Michigan Information & Research Service Inc.
Michigan Information & Research Service Inc.

  Two GOP Electors’ Cases Will Continue 

10/09/23 01:33 PM By Team MIRS

(Source: MIRS.news, Published 10/06/2023) Attorneys for two of the 16 GOP would-be 2020 electors asked a judge to dismiss their clients’ criminal charges, with one proclaiming “there is no crime” and another challenging the Attorney General’s “brainwashed” description of the defendants. 

 

But Ingham County District Judge Kristen Simmons sided with the Attorney General’s office, saying one defense attorney’s motion for summary disposition – which is used in civil cases, not criminal – is inappropriate. 

  

“It’s a felony criminal proceeding,” Simmons told Birmingham defense attorney Kevin Kijewski, who represents Clifford Frost. “The defense and the prosecution have a right to a preliminary examination and the purpose is to require the prosecution to put forth sufficient evidence … to establish if they have probable cause to charge your client with a crime. …  

  

“To make an argument we should do a disposition based on a summary of the proceedings, would be inappropriate and would be pre-emptive,” the judge noted. 

  

Frost and Mari-Ann Henry are two of the 16, including former GOP chair Meshawn Maddock, who are charged with eight felonies, including forgery, for signing a certificate falsely claiming that then President Donald Trump won the state’s 16 electoral votes instead of Democrat Joe Biden.  

  

The hearings were prompted, in part, by Attorney General Dana Nessel’s comments during a September webinar before a liberal group that the defendants had been “brainwashed” and “legitimately” believed Trump won Michigan’s 2020 election.

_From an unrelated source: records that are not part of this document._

//! Built-in policies and the blocking episode loop used by the runner.

use rally_core::{Action, AgentId, PolicyKind, RunnerConfig, ScoreSheet};
use rally_world::policy::{argmax, SENSOR_SLOTS};
use rally_world::{Episode, EpisodeSummary, Observation, Policy, Track};
use rand::Rng;
use rand::SeedableRng;
use rand_chacha::ChaCha8Rng;
use serde::Serialize;
use std::sync::Arc;
use tokio_util::sync::CancellationToken;
use tracing::{info, instrument};

/// Steers toward whichever side sees more open track, brakes when the road
/// ahead closes in. Noise keeps a population from driving in lockstep.
pub struct HeuristicPolicy {
    rng: ChaCha8Rng,
    noise: f64,
}

impl HeuristicPolicy {
    pub fn new(seed: u64, noise: f64) -> Self {
        Self {
            rng: ChaCha8Rng::seed_from_u64(seed),
            noise,
        }
    }

    /// One score per action, in action index order
    pub fn outputs(&mut self, observation: &Observation) -> [f64; Action::COUNT] {
        let sensors = observation.sensors();
        let half = SENSOR_SLOTS / 2;
        let left: f64 = sensors[half + 1..].iter().sum();
        let right: f64 = sensors[..half].iter().sum();
        let ahead = sensors[half];

        let mut outputs = [
            (left - right) / 10.0,
            (right - left) / 10.0,
            (3.0 - ahead) / 3.0 + observation.speed(),
            ahead / 10.0,
        ];
        if self.noise > 0.0 {
            for output in outputs.iter_mut() {
                *output += self.rng.gen_range(-self.noise..self.noise);
            }
        }
        outputs
    }
}

impl Policy for HeuristicPolicy {
    fn decide(&mut self, _agent: AgentId, observation: &Observation) -> usize {
        let outputs = self.outputs(observation);
        argmax(&outputs).unwrap_or(Action::Accelerate.index())
    }
}

/// Uniformly random actions
pub struct RandomPolicy {
    rng: ChaCha8Rng,
}

impl RandomPolicy {
    pub fn new(seed: u64) -> Self {
        Self {
            rng: ChaCha8Rng::seed_from_u64(seed),
        }
    }
}

impl Policy for RandomPolicy {
    fn decide(&mut self, _agent: AgentId, _observation: &Observation) -> usize {
        self.rng.gen_range(0..Action::COUNT)
    }
}

pub fn build_policy(config: &RunnerConfig, seed: u64) -> Box<dyn Policy + Send> {
    match config.policy {
        PolicyKind::Heuristic => Box::new(HeuristicPolicy::new(seed, config.policy_noise)),
        PolicyKind::Random => Box::new(RandomPolicy::new(seed)),
    }
}

/// One line of runner output
#[derive(Debug, Serialize)]
pub struct EpisodeReport {
    pub episode: u32,
    pub seed: u64,
    pub started_at: chrono::DateTime<chrono::Utc>,
    pub finished_at: chrono::DateTime<chrono::Utc>,
    pub leader: Option<(AgentId, f64)>,
    pub summary: EpisodeSummary,
}

/// Run one episode to completion on the calling thread
#[instrument(skip(config, track, cancel), fields(population = config.population))]
pub fn run_episode(
    config: &RunnerConfig,
    track: Arc<Track>,
    episode_index: u32,
    cancel: &CancellationToken,
) -> rally_core::Result<EpisodeReport> {
    let seed = config.seed.wrapping_add(episode_index as u64);
    let started_at = chrono::Utc::now();

    let mut episode = Episode::new(track, config.population, config.episode.clone())?;
    let mut policy = build_policy(config, seed);
    let mut scores = ScoreSheet::new(config.population);

    let summary = episode.run_until_cancelled(policy.as_mut(), &mut scores, &mut (), cancel);

    let leader = scores.leader();
    if let Some((agent, score)) = leader {
        info!(
            event = "episode_leader",
            episode = episode_index,
            agent = %agent,
            score = format!("{:.2}", score),
            "Best car this episode"
        );
    }

    Ok(EpisodeReport {
        episode: episode_index,
        seed,
        started_at,
        finished_at: chrono::Utc::now(),
        leader,
        summary,
    })
}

Biden won by 3 percentage points.  

  

Henry’s Southfield attorney, George Brown, argued Nessel’s statements should nullify the charges since each count requires the intent to defraud. 

  

Assistant Attorney General LaDonna Logan countered that Nessel’s “extrajudicial statements … are not evidence” before the court. 

  

Kijewski, who withdrew his motion to dismiss based on Nessel’s comments, argued there is “absolutely no crime” and as a result, there is no need for a preliminary examination. 

  

“If I take a look at the instrument that the individuals allegedly were purported to give to Congress and to other individuals, they didn’t claim to be the Democratic electors,” Kijewski said. “They signed their own names. This is a political protest, if anything . . . 

  

“It is legally impossible, absolutely impossible, for these folks to have committed a crime for the facts being alleged,” he added. 

  

Kijewski also requested that Frost’s preliminary exam be held separately from the co-defendants – whom he referred to as “defacto co-defendants” – but Simmons denied the request, ruling Frost is alleged to have “acted in concert” with the other defendants.